Margin of Safety Analysis
Our discounted cash flow process values each firm on the basis of the present value of all future free cash flows. Although we estimate the firm's fair value at about $57 per share, every company has a range of probable fair values that's created by the uncertainty of key valuation drivers (like future revenue or earnings, for example). After all, if the future was known with certainty, we wouldn't see much volatility in the markets as stocks would trade precisely at their known fair values. Our ValueRisk™ rating sets the margin of safety or the fair value range we assign to each stock. In the graph below, we show this probable range of fair values for Baker Hughes. We think the firm is attractive below $44 per share (the green line), but quite expensive above $70 per share (the red line). The prices that fall along the yellow line, which includes our fair value estimate, represent a reasonable valuation for the firm, in our opinion.
Future Path of Fair Value
We estimate Baker Hughes' fair value at this point in time to be about $57 per share.
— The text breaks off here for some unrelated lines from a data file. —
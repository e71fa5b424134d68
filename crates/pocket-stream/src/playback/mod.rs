//! Backpressured playback
//!
//! [`PlaybackConsumer`] lives in the audio callback and owns the ring.
//! [`PlaybackProducer`] lives on the coordinator side and only pushes what
//! the consumer last advertised. The two halves talk exclusively through
//! channels.

pub mod consumer;
pub mod producer;
pub mod ring;

pub use consumer::{PlaybackConsumer, PlayerCommand, PlayerHandle, playback_channel};
pub use producer::PlaybackProducer;
pub use ring::{CapacityUpdate, PlaybackRing, PlayerEvent};
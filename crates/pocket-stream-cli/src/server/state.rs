use pocket_stream::Session;
use std::sync::Arc;
use tokio::sync::Mutex;

#[derive(Clone)]
pub struct AppState {
    // One generation at a time; requests queue on the lock
    pub session: Arc<Mutex<Session>>,
    pub sample_rate: u32,
}

impl AppState {
    pub fn new(session: Session) -> Self {
        let sample_rate = session.config().sample_rate;
        Self {
            session: Arc::new(Mutex::new(session)),
            sample_rate,
        }
    }
}
//! Carried model state for the stateful model units
//!
//! The generator and the vocoder both thread a set of named state slots
//! through every call. Slot shapes are fixed by the exported models; some
//! start with a zero-sized dimension and grow as the model runs.

use crate::error::{Result, SynthesisError};
use candle_core::{DType, Device, Tensor};
use std::collections::HashMap;

/// Running state of one stateful model, keyed by input slot name (`state_N`)
pub type ModelState = HashMap<String, Tensor>;

#[derive(Debug, Clone, Copy, PartialEq, Eq)]
pub enum SlotDType {
    F32,
    I64,
    /// Stored as u8, 0 or 1
    Bool,
}

impl SlotDType {
    pub fn dtype(self) -> DType {
        match self {
            Self::F32 => DType::F32,
            Self::I64 => DType::I64,
            Self::Bool => DType::U8,
        }
    }
}

#[derive(Debug, Clone, PartialEq, Eq)]
pub struct SlotSpec {
    pub name: String,
    pub shape: Vec<usize>,
    pub dtype: SlotDType,
}

impl SlotSpec {
    pub fn new(index: usize, shape: &[usize], dtype: SlotDType) -> Self {
        Self {
            name: slot_name(index),
            shape: shape.to_vec(),
            dtype,
        }
    }

    /// True when the slot starts with an empty dimension and grows per step.
    pub fn is_dynamic(&self) -> bool {
        self.shape.contains(&0)
    }
}

pub fn slot_name(index: usize) -> String {
    format!("state_{}", index)
}

/// Generator slots: six transformer layers, each with a KV cache, a growing
/// buffer and a step counter.
pub fn flow_lm_slots() -> Vec<SlotSpec> {
    (0..6)
        .flat_map(|layer| {
            let base = layer * 3;
            [
                SlotSpec::new(base, &[2, 1, 1000, 16, 64], SlotDType::F32),
                SlotSpec::new(base + 1, &[0], SlotDType::F32),
                SlotSpec::new(base + 2, &[1], SlotDType::I64),
            ]
        })
        .collect()
}

/// Vocoder slots of the streaming Mimi decoder.
pub fn mimi_decoder_slots() -> Vec<SlotSpec> {
    use SlotDType::{Bool, F32, I64};
    let table: [(&[usize], SlotDType); 56] = [
        (&[1], Bool),
        (&[1, 512, 6], F32),
        (&[1], Bool),
        (&[1, 64, 2], F32),
        (&[1, 256, 6], F32),
        (&[1], Bool),
        (&[1, 256, 2], F32),
        (&[1], Bool),
        (&[1, 128, 0], F32),
        (&[1, 128, 5], F32),
        (&[1], Bool),
        (&[1, 128, 2], F32),
        (&[1], Bool),
        (&[1, 64, 0], F32),
        (&[1, 64, 4], F32),
        (&[1], Bool),
        (&[1, 64, 2], F32),
        (&[1], Bool),
        (&[1, 32, 0], F32),
        (&[2, 1, 8, 1000, 64], F32),
        (&[1], I64),
        (&[1], I64),
        (&[2, 1, 8, 1000, 64], F32),
        (&[1], I64),
        (&[1], I64),
        (&[1], Bool),
        (&[1, 512, 16], F32),
        (&[1], Bool),
        (&[1, 1, 6], F32),
        (&[1], Bool),
        (&[1, 64, 2], F32),
        (&[1], Bool),
        (&[1, 32, 0], F32),
        (&[1], Bool),
        (&[1, 512, 2], F32),
        (&[1], Bool),
        (&[1, 64, 4], F32),
        (&[1], Bool),
        (&[1, 128, 2], F32),
        (&[1], Bool),
        (&[1, 64, 0], F32),
        (&[1], Bool),
        (&[1, 128, 5], F32),
        (&[1], Bool),
        (&[1, 256, 2], F32),
        (&[1], Bool),
        (&[1, 128, 0], F32),
        (&[1], Bool),
        (&[1, 256, 6], F32),
        (&[2, 1, 8, 1000, 64], F32),
        (&[1], I64),
        (&[1], I64),
        (&[2, 1, 8, 1000, 64], F32),
        (&[1], I64),
        (&[1], I64),
        (&[1, 512, 16], F32),
    ];
    table
        .iter()
        .enumerate()
        .map(|(i, (shape, dtype))| SlotSpec::new(i, shape, *dtype))
        .collect()
}

/// Zero-initialized state for every slot. Dynamic slots start empty.
pub fn init_state(slots: &[SlotSpec], device: &Device) -> Result<ModelState> {
    slots
        .iter()
        .map(|slot| -> Result<(String, Tensor)> {
            let tensor = Tensor::zeros(slot.shape.as_slice(), slot.dtype.dtype(), device)?;
            Ok((slot.name.clone(), tensor))
        })
        .collect()
}

fn check_slot(slot: &SlotSpec, tensor: &Tensor, port: &'static str) -> Result<()> {
    if tensor.dtype() != slot.dtype.dtype() {
        return Err(SynthesisError::contract(
            port,
            format!(
                "{} has dtype {:?}, expected {:?}",
                slot.name,
                tensor.dtype(),
                slot.dtype.dtype()
            ),
        ));
    }
    if tensor.rank() != slot.shape.len() {
        return Err(SynthesisError::contract(
            port,
            format!(
                "{} has rank {}, expected {}",
                slot.name,
                tensor.rank(),
                slot.shape.len()
            ),
        ));
    }
    Ok(())
}

/// Fold named generator outputs (`out_state_N`) into the running state.
///
/// Outputs with other names are ignored. An output that does not map to a
/// known slot, or that disagrees with the slot's dtype or rank, is a
/// contract violation.
pub fn merge_outputs(
    state: &mut ModelState,
    outputs: impl IntoIterator<Item = (String, Tensor)>,
    slots: &[SlotSpec],
    port: &'static str,
) -> Result<()> {
    for (name, tensor) in outputs {
        let Some(index) = name.strip_prefix("out_state_") else {
            continue;
        };
        let target = format!("state_{}", index);
        let slot = slots
            .iter()
            .find(|s| s.name == target)
            .ok_or_else(|| SynthesisError::contract(port, format!("unknown state output {}", name)))?;
        check_slot(slot, &tensor, port)?;
        state.insert(target, tensor);
    }
    Ok(())
}

/// Fold positional vocoder state outputs into the running state.
///
/// The i-th tensor updates slot `state_i`; the count must match the table.
pub fn merge_ordered(
    state: &mut ModelState,
    outputs: Vec<Tensor>,
    slots: &[SlotSpec],
    port: &'static str,
) -> Result<()> {
    if outputs.len() != slots.len() {
        return Err(SynthesisError::contract(
            port,
            format!("{} state outputs, expected {}", outputs.len(), slots.len()),
        ));
    }
    for (slot, tensor) in slots.iter().zip(outputs) {
        check_slot(slot, &tensor, port)?;
        state.insert(slot.name.clone(), tensor);
    }
    Ok(())
}
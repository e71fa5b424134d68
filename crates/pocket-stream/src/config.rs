//! Pipeline configuration
//!
//! Every field has a default so a YAML file only needs the values it
//! overrides. Defaults match the exported Pocket TTS models.

use crate::error::{Result, SynthesisError};
use serde::{Deserialize, Serialize};
use std::path::Path;

/// Default values shared by the config structs and the CLI
pub mod defaults {
    pub const SAMPLE_RATE: u32 = 24_000;
    pub const SAMPLES_PER_FRAME: usize = 1920;
    pub const MAX_FRAMES: usize = 500;
    pub const CHUNK_TARGET_TOKENS: usize = 50;
    pub const CHUNK_GAP_SEC: f32 = 0.25;
    pub const MAX_QUALITY: usize = 10;
    pub const EOS_THRESHOLD: f32 = -4.0;
    pub const FRAMES_AFTER_EOS: usize = 3;
    pub const TEMPERATURE: f32 = 0.7;
    pub const LATENT_DIM: usize = 32;
    pub const TEXT_EMBED_DIM: usize = 1024;
    pub const FIRST_FLUSH_FRAMES: usize = 3;
    pub const FLUSH_FRAMES: usize = 12;
    pub const YIELD_EVERY_STEPS: usize = 4;

    pub const MIN_BUFFER_MS: u32 = 300;
    pub const RING_CAPACITY_SECS: u32 = 60;
    pub const SAFETY_MARGIN: usize = 128;
    pub const CAPACITY_REPORT_INTERVAL: u32 = 256;
    pub const MIN_PARTIAL_PUSH: usize = 4096;
    pub const FADE_SAMPLES: usize = 480;
    pub const REALTIME_THRESHOLD: f32 = 1.0;
    pub const EVENT_QUEUE: usize = 1024;

    pub const DEFAULT_VOICE: &str = "cosette";
    pub const MAX_REFERENCE_SECS: f32 = 10.0;
    pub const VOICE_CACHE_ENTRIES: usize = 16;
}

#[derive(Debug, Clone, Default, PartialEq, Serialize, Deserialize)]
#[serde(default)]
pub struct PipelineConfig {
    pub generation: GenerationConfig,
    pub playback: PlaybackConfig,
    pub voice: VoiceConfig,
}

#[derive(Debug, Clone, PartialEq, Serialize, Deserialize)]
#[serde(default)]
pub struct GenerationConfig {
    pub sample_rate: u32,
    pub samples_per_frame: usize,
    /// Hard ceiling on autoregressive steps per text chunk
    pub max_frames: usize,
    pub chunk_tokens: usize,
    pub chunk_gap_sec: f32,
    pub reset_generator_state: bool,
    pub reset_vocoder_state: bool,
    /// Refinement steps at full quality
    pub max_quality: usize,
    pub eos_threshold: f32,
    pub frames_after_eos: usize,
    pub temperature: f32,
    pub latent_dim: usize,
    pub text_embed_dim: usize,
    pub first_flush_frames: usize,
    pub flush_frames: usize,
    pub yield_every: usize,
    /// Fixed seed for the refinement noise, entropy when unset
    pub seed: Option<u64>,
}

impl Default for GenerationConfig {
    fn default() -> Self {
        Self {
            sample_rate: defaults::SAMPLE_RATE,
            samples_per_frame: defaults::SAMPLES_PER_FRAME,
            max_frames: defaults::MAX_FRAMES,
            chunk_tokens: defaults::CHUNK_TARGET_TOKENS,
            chunk_gap_sec: defaults::CHUNK_GAP_SEC,
            reset_generator_state: true,
            reset_vocoder_state: true,
            max_quality: defaults::MAX_QUALITY,
            eos_threshold: defaults::EOS_THRESHOLD,
            frames_after_eos: defaults::FRAMES_AFTER_EOS,
            temperature: defaults::TEMPERATURE,
            latent_dim: defaults::LATENT_DIM,
            text_embed_dim: defaults::TEXT_EMBED_DIM,
            first_flush_frames: defaults::FIRST_FLUSH_FRAMES,
            flush_frames: defaults::FLUSH_FRAMES,
            yield_every: defaults::YIELD_EVERY_STEPS,
            seed: None,
        }
    }
}

impl GenerationConfig {
    /// Length of the silence segment inserted between chunks.
    pub fn gap_samples(&self) -> usize {
        ((self.chunk_gap_sec * self.sample_rate as f32).floor() as usize).max(1)
    }
}

#[derive(Debug, Clone, PartialEq, Serialize, Deserialize)]
#[serde(default)]
pub struct PlaybackConfig {
    pub min_buffer_ms: u32,
    pub capacity_secs: u32,
    pub safety_margin: usize,
    /// Render calls between unsolicited capacity reports
    pub report_interval: u32,
    pub min_partial_push: usize,
    pub fade_samples: usize,
    pub realtime_threshold: f32,
    pub event_queue: usize,
}

impl Default for PlaybackConfig {
    fn default() -> Self {
        Self {
            min_buffer_ms: defaults::MIN_BUFFER_MS,
            capacity_secs: defaults::RING_CAPACITY_SECS,
            safety_margin: defaults::SAFETY_MARGIN,
            report_interval: defaults::CAPACITY_REPORT_INTERVAL,
            min_partial_push: defaults::MIN_PARTIAL_PUSH,
            fade_samples: defaults::FADE_SAMPLES,
            realtime_threshold: defaults::REALTIME_THRESHOLD,
            event_queue: defaults::EVENT_QUEUE,
        }
    }
}

impl PlaybackConfig {
    pub fn capacity(&self, sample_rate: u32) -> usize {
        sample_rate as usize * self.capacity_secs as usize
    }

    pub fn min_buffer_samples(&self, sample_rate: u32) -> usize {
        (self.min_buffer_ms as u64 * sample_rate as u64 / 1000) as usize
    }

    pub fn target_buffer_samples(&self, sample_rate: u32) -> usize {
        self.min_buffer_samples(sample_rate) * 2
    }
}

#[derive(Debug, Clone, PartialEq, Serialize, Deserialize)]
#[serde(default)]
pub struct VoiceConfig {
    pub default_voice: String,
    pub max_reference_secs: f32,
    pub cache_entries: usize,
}

impl Default for VoiceConfig {
    fn default() -> Self {
        Self {
            default_voice: defaults::DEFAULT_VOICE.to_string(),
            max_reference_secs: defaults::MAX_REFERENCE_SECS,
            cache_entries: defaults::VOICE_CACHE_ENTRIES,
        }
    }
}

impl PipelineConfig {
    pub fn validate(&self) -> Result<()> {
        let g = &self.generation;
        let p = &self.playback;
        let invalid = |msg: &str| Err(SynthesisError::Config(msg.to_string()));

        if g.sample_rate == 0 {
            return invalid("sample_rate must be positive");
        }
        if g.chunk_tokens == 0 {
            return invalid("chunk_tokens must be positive");
        }
        if g.max_frames == 0 || g.max_quality == 0 || g.latent_dim == 0 {
            return invalid("max_frames, max_quality and latent_dim must be positive");
        }
        if g.first_flush_frames == 0 || g.flush_frames == 0 || g.yield_every == 0 {
            return invalid("flush sizes and yield interval must be positive");
        }
        if g.temperature < 0.0 {
            return invalid("temperature must not be negative");
        }
        if p.safety_margin == 0 {
            return invalid("safety_margin must be at least one sample");
        }
        let capacity = p.capacity(g.sample_rate);
        if capacity <= p.safety_margin + p.target_buffer_samples(g.sample_rate) {
            return invalid("ring capacity must exceed the target buffer plus safety margin");
        }
        if p.report_interval == 0 || p.event_queue == 0 {
            return invalid("report_interval and event_queue must be positive");
        }
        Ok(())
    }
}

/// Load a YAML configuration file.
pub fn load_config<P: AsRef<Path>>(path: P) -> anyhow::Result<PipelineConfig> {
    let path = path.as_ref();
    let contents = std::fs::read_to_string(path)
        .map_err(|e| anyhow::anyhow!("failed to read config {}: {}", path.display(), e))?;
    let config: PipelineConfig = serde_yaml::from_str(&contents)?;
    config.validate()?;
    Ok(config)
}

#[cfg(test)]
mod tests {
    use super::*;

    #[test]
    fn test_defaults_are_valid() {
        let config = PipelineConfig::default();
        assert!(config.validate().is_ok());
        assert_eq!(config.generation.gap_samples(), 6000);
        assert_eq!(config.playback.min_buffer_samples(24_000), 7200);
        assert_eq!(config.playback.target_buffer_samples(24_000), 14_400);
        assert_eq!(config.playback.capacity(24_000), 1_440_000);
    }

    #[test]
    fn test_partial_yaml_keeps_defaults() -> anyhow::Result<()> {
        let yaml = "generation:\n  chunk_tokens: 80\n  seed: 7\nplayback:\n  min_buffer_ms: 500\n";
        let config: PipelineConfig = serde_yaml::from_str(yaml)?;
        assert_eq!(config.generation.chunk_tokens, 80);
        assert_eq!(config.generation.seed, Some(7));
        assert_eq!(config.generation.max_quality, defaults::MAX_QUALITY);
        assert_eq!(config.playback.min_buffer_ms, 500);
        assert_eq!(config.voice.default_voice, "cosette");
        Ok(())
    }

    #[test]
    fn test_validate_rejects_zero_budget() {
        let mut config = PipelineConfig::default();
        config.generation.chunk_tokens = 0;
        assert!(matches!(config.validate(), Err(SynthesisError::Config(_))));
    }

    #[test]
    fn test_validate_rejects_tiny_ring() {
        let mut config = PipelineConfig::default();
        config.playback.capacity_secs = 0;
        assert!(config.validate().is_err());
    }

    #[test]
    fn test_gap_samples_never_zero() {
        let config = GenerationConfig {
            chunk_gap_sec: 0.0,
            ..Default::default()
        };
        assert_eq!(config.gap_samples(), 1);
    }

    #[test]
    fn test_load_config_file() -> anyhow::Result<()> {
        let dir = tempfile::tempdir()?;
        let path = dir.path().join("pipeline.yaml");
        std::fs::write(&path, "voice:\n  default_voice: alba\n")?;
        let config = load_config(&path)?;
        assert_eq!(config.voice.default_voice, "alba");
        Ok(())
    }
}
As time passes, however, companies generate cash flow and pay out cash to shareholders in the form of dividends. The chart below compares the firm's current share price with the path of Baker Hughes' expected equity value per share over the next three years, assuming our long-term projections prove accurate. The range between the resulting downside fair value and upside fair value in Year 3 represents our best estimate of the value of the firm's shares three years hence. This range of potential outcomes is also subject to change over time, should our views on the firm's future cash flow potential change. The expected fair value of $75 per share in Year 3 represents our existing fair value per share of $57 increased at an annual rate of the firm's cost of equity less its dividend yield. The upside and downside ranges are derived in the same way, but from the upper and lower bounds of our fair value estimate range.